European Case Law Identifier: ECLI:AT:OGH0002:2013:0080OB00096.12V.0405.000
Spruch:
Die außerordentlichen Revisionen der klagenden und der beklagten Partei werden gemäß § 508a Abs 2 ZPO mangels der Voraussetzungen des § 502 Abs 1 ZPO zurückgewiesen (§ 510 Abs 3 ZPO).
Begründung
Rechtliche Beurteilung
I. Zur außerordentlichen Revision des Beklagten:
Ob der Auflösungsgrund des § 1118 erster Fall ABGB verwirklicht ist, hängt von den konkreten Umständen des Einzelfalls ab und stellt daher im Allgemeinen keine die Zulässigkeit der Revision rechtfertigende Rechtsfrage dar, außer es läge eine auffallende und im Interesse der Rechtssicherheit zu korrigierende Fehlbeurteilung durch die zweite Instanz vor (9 Ob 187/01t; RIS‑Justiz RS0113693). Eine solche vermag der Revisionswerber nicht aufzuzeigen.
Über weite Strecken erschöpfen sich die Revisionsausführungen in der Bekämpfung der Tatsachenfeststellungen der Vorinstanzen. Insofern ist die Revision nicht gesetzmäßig ausgeführt und daher unbeachtlich. Auch die behaupteten Mängel des Berufungsverfahrens liegen nicht vor. Dass sich das Berufungsgericht nicht mit der Mängel‑ und der Tatsachenrüge des Beklagten auseinandergesetzt habe, trifft nicht zu.

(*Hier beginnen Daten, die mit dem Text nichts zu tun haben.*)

use async_trait::async_trait;
use log::{debug, warn};
use std::sync::Arc;
use tabula_utils_cache::{namespaces, ResultCache};
use tabula_vector_index::EmbeddingProvider;

/// Memoizing decorator for an [`EmbeddingProvider`].
///
/// Embeddings of a given text are immutable for a fixed model, so they
/// live in the long-TTL `embedding` namespace. Cache trouble of any kind
/// degrades to computing fresh; correctness never depends on the cache.
pub struct CachingEmbeddingProvider {
    inner: Arc<dyn EmbeddingProvider>,
    cache: Arc<ResultCache>,
}

impl CachingEmbeddingProvider {
    pub fn new(inner: Arc<dyn EmbeddingProvider>, cache: Arc<ResultCache>) -> Self {
        Self { inner, cache }
    }
}

#[async_trait]
impl EmbeddingProvider for CachingEmbeddingProvider {
    async fn embed(&self, text: &str) -> tabula_vector_index::Result<Vec<f32>> {
        let key = match ResultCache::key(namespaces::EMBEDDING, text) {
            Ok(key) => key,
            Err(err) => {
                warn!("embedding cache key failed, computing fresh: {err}");
                return self.inner.embed(text).await;
            }
        };

        if let Some(bytes) = self.cache.get(namespaces::EMBEDDING, &key).await {
            match serde_json::from_slice::<Vec<f32>>(&bytes) {
                Ok(vector) => {
                    debug!("embedding cache hit");
                    return Ok(vector);
                }
                Err(err) => warn!("stale embedding cache entry ignored: {err}"),
            }
        }

        let vector = self.inner.embed(text).await?;

        match serde_json::to_vec(&vector) {
            Ok(bytes) => {
                self.cache
                    .set(
                        namespaces::EMBEDDING,
                        &key,
                        bytes,
                        namespaces::default_ttl(namespaces::EMBEDDING),
                    )
                    .await;
            }
            Err(err) => warn!("embedding cache write skipped: {err}"),
        }

        Ok(vector)
    }
}

#[cfg(test)]
mod tests {
    use super::*;
    use pretty_assertions::assert_eq;
    use std::sync::atomic::{AtomicUsize, Ordering};

    struct CountingEmbedder {
        calls: AtomicUsize,
    }

    #[async_trait]
    impl EmbeddingProvider for CountingEmbedder {
        async fn embed(&self, text: &str) -> tabula_vector_index::Result<Vec<f32>> {
            self.calls.fetch_add(1, Ordering::SeqCst);
            Ok(vec![text.len() as f32])
        }
    }

    #[tokio::test]
    async fn test_second_embed_hits_cache() {
        let inner = Arc::new(CountingEmbedder {
            calls: AtomicUsize::new(0),
        });
        let provider =
            CachingEmbeddingProvider::new(inner.clone(), Arc::new(ResultCache::new()));

        let first = provider.embed("late deliveries").await.unwrap();
        let second = provider.embed("late deliveries").await.unwrap();

        assert_eq!(first, second);
        assert_eq!(inner.calls.load(Ordering::SeqCst), 1);
    }

    #[tokio::test]
    async fn test_distinct_texts_compute_separately() {
        let inner = Arc::new(CountingEmbedder {
            calls: AtomicUsize::new(0),
        });
        let provider =
            CachingEmbeddingProvider::new(inner.clone(), Arc::new(ResultCache::new()));

        provider.embed("alpha").await.unwrap();
        provider.embed("beta").await.unwrap();

        assert_eq!(inner.calls.load(Ordering::SeqCst), 2);
    }
}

Mängel des erstinstanzlichen Verfahrens, die vom Berufungsgericht verneint wurden, können im Revisionsverfahren nicht mehr gerügt werden (RIS‑Justiz RS0042963).
Nach den Feststellungen der Vorinstanzen hat der Beklagte über einen langen Zeitraum immer wieder und trotz Aufforderung zur Unterlassung, sogar noch nach Zustellung der Räumungsklage, das ihm eingeräumte Recht auf Benutzung zweier PKW‑Abstellplätze im Hof der Liegenschaft der Klägerin in mehrfacher Weise vertragswidrig überschritten bzw dessen Überschreitung geduldet, indem er Autowäschen vornahm, Grillfeste und Ablagerungen von Gegenständen der Tanzschule duldete und eigenmächtig eine Begrenzungsmauer aufmauern ließ. Die Einschätzung des Berufungsgerichts, dass darin eine die Auflösung des Bestandvertrags über die Stellplätze rechtfertigende Vertrauensunwürdigkeit des Beklagten zu sehen ist, ist unter Berücksichtigung der maßgeblichen Verhältnisse des hier zu beurteilenden Einzelfalls nicht unvertretbar.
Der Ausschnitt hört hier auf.